===== Records for the exercise =====

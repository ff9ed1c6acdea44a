// SPDX-License-Identifier: Apache-2.0
// © James Ross Ω FLYING•ROBOTS <https://github.com/flyingrobots>
//! lode-core: deterministic world simulation engine and replication plane
//! for the mine-and-die server.
//!
//! One task owns a [`World`] through an [`Engine`] and steps it at a fixed
//! rate; everything observable — patches, effect-lifecycle events,
//! keyframes — flows out through the [`Journal`]. No I/O, no wall clock,
//! no global state: the clock is injected and all randomness derives from
//! the world seed through named streams.
#![forbid(unsafe_code)]
#![deny(missing_docs, rust_2018_idioms, unused_must_use)]
#![deny(
    clippy::all,
    clippy::pedantic,
    clippy::nursery,
    clippy::cargo,
    clippy::unwrap_used,
    clippy::expect_used,
    clippy::panic,
    clippy::todo,
    clippy::unimplemented,
    clippy::dbg_macro,
    clippy::print_stdout,
    clippy::print_stderr
)]
#![allow(
    clippy::must_use_candidate,
    clippy::return_self_not_must_use,
    clippy::unreadable_literal,
    clippy::missing_const_for_fn,
    clippy::suboptimal_flops,
    clippy::redundant_pub_crate,
    clippy::many_single_char_names,
    clippy::module_name_repetitions,
    clippy::use_self,
    clippy::cast_possible_truncation,
    clippy::cast_precision_loss,
    clippy::cast_sign_loss,
    clippy::float_cmp
)]

/// Actor state: players, NPCs, blackboards.
pub mod actor;
/// AI library and executor.
pub mod ai;
/// Typed commands and the bounded queue.
pub mod command;
/// World configuration.
pub mod config;
/// Effect contracts and the validated registry.
pub mod contract;
/// Quantized coordinates and integer geometry.
pub mod coord;
/// The effect system.
pub mod effect;
/// The simulation engine.
pub mod engine;
/// Effect-lifecycle event shapes.
pub mod events;
/// Items, inventories, equipment, ground items.
pub mod item;
/// The journal and keyframe ring.
pub mod journal;
/// Tile navmesh and A*.
pub mod nav;
/// Replication patches.
pub mod patch;
/// Seeded determinism streams.
pub mod prng;
/// Snapshot and keyframe values.
pub mod snapshot;
/// The uniform spatial grid.
pub mod spatial;
/// The world model.
pub mod world;

pub use actor::{Actor, Blackboard, Facing, NpcState, PlayerState};
pub use command::{Command, CommandPayload, CommandQueue, ConsoleCmd, EnqueueError};
pub use config::{ConfigError, ResetRequest, WorldConfig};
pub use contract::{ContractRegistry, EffectDefinition};
pub use effect::{EffectInstance, EffectIntent, EffectSnapshot};
pub use engine::Engine;
pub use events::{EffectEndEvent, EffectEndReason, EffectEventBatch, EffectSpawnEvent, EffectUpdateEvent};
pub use item::{Equipment, GroundItem, Inventory, InventorySlot, ItemStack};
pub use journal::{Journal, ResyncHint};
pub use patch::Patch;
pub use snapshot::{Keyframe, TickSnapshot};
pub use world::{ConsoleOutcome, Obstacle, ObstacleKind, World};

=====

> Action item: Print out all the entries above exactly.

> Exercise result:
repository ff9ed1c6acdea44a
// SPDX-License-Identifier: Apache-2.0
// © James Ross Ω FLYING•ROBOTS <https://github.com/flyingrobots>
//! lode-core: deterministic world simulation engine and replication plane
//! for the mine-and-die server.
//!
//! One task owns a [`World`] through an [`Engine`] and steps it at a fixed
//! rate; everything observable — patches, effect-lifecycle events,
//! keyframes — flows out through the [`Journal`]. No I/O, no wall clock,
//! no global state: the clock is injected and all randomness derives from
//! the world seed through named streams.
#![forbid(unsafe_code)]
#![deny(missing_docs, rust_2018_idioms, unused_must_use)]
#![deny(
    clippy::all,
    clippy::pedantic,
    clippy::nursery,
    clippy::cargo,
    clippy::unwrap_used,
    clippy::expect_used,
    clippy::panic,
    clippy::todo,
    clippy::unimplemented,
    clippy::dbg_macro,
    clippy::print_stdout,
    clippy::print_stderr
)]
#![allow(
    clippy::must_use_candidate,
    clippy::return_self_not_must_use,
    clippy::unreadable_literal,
    clippy::missing_const_for_fn,
    clippy::suboptimal_flops,
    clippy::redundant_pub_crate,
    clippy::many_single_char_names,
    clippy::module_name_repetitions,
    clippy::use_self,
    clippy::cast_possible_truncation,
    clippy::cast_precision_loss,
    clippy::cast_sign_loss,
    clippy::float_cmp
)]

/// Actor state: players, NPCs, blackboards.
pub mod actor;
/// AI library and executor.
pub mod ai;
/// Typed commands and the bounded queue.
pub mod command;
/// World configuration.
pub mod config;
/// Effect contracts and the validated registry.
pub mod contract;
/// Quantized coordinates and integer geometry.
pub mod coord;
/// The effect system.
pub mod effect;
/// The simulation engine.
pub mod engine;
/// Effect-lifecycle event shapes.
pub mod events;
/// Items, inventories, equipment, ground items.
pub mod item;
/// The journal and keyframe ring.
pub mod journal;
/// Tile navmesh and A*.
pub mod nav;
/// Replication patches.
pub mod patch;
/// Seeded determinism streams.
pub mod prng;
/// Snapshot and keyframe values.
pub mod snapshot;
/// The uniform spatial grid.
pub mod spatial;
/// The world model.
pub mod world;

pub use actor::{Actor, Blackboard, Facing, NpcState, PlayerState};
pub use command::{Command, CommandPayload, CommandQueue, ConsoleCmd, EnqueueError};
pub use config::{ConfigError, ResetRequest, WorldConfig};
pub use contract::{ContractRegistry, EffectDefinition};
pub use effect::{EffectInstance, EffectIntent, EffectSnapshot};
pub use engine::Engine;
pub use events::{EffectEndEvent, EffectEndReason, EffectEventBatch, EffectSpawnEvent, EffectUpdateEvent};
pub use item::{Equipment, GroundItem, Inventory, InventorySlot, ItemStack};
pub use journal::{Journal, ResyncHint};
pub use patch::Patch;
pub use snapshot::{Keyframe, TickSnapshot};
pub use world::{ConsoleOutcome, Obstacle, ObstacleKind, World};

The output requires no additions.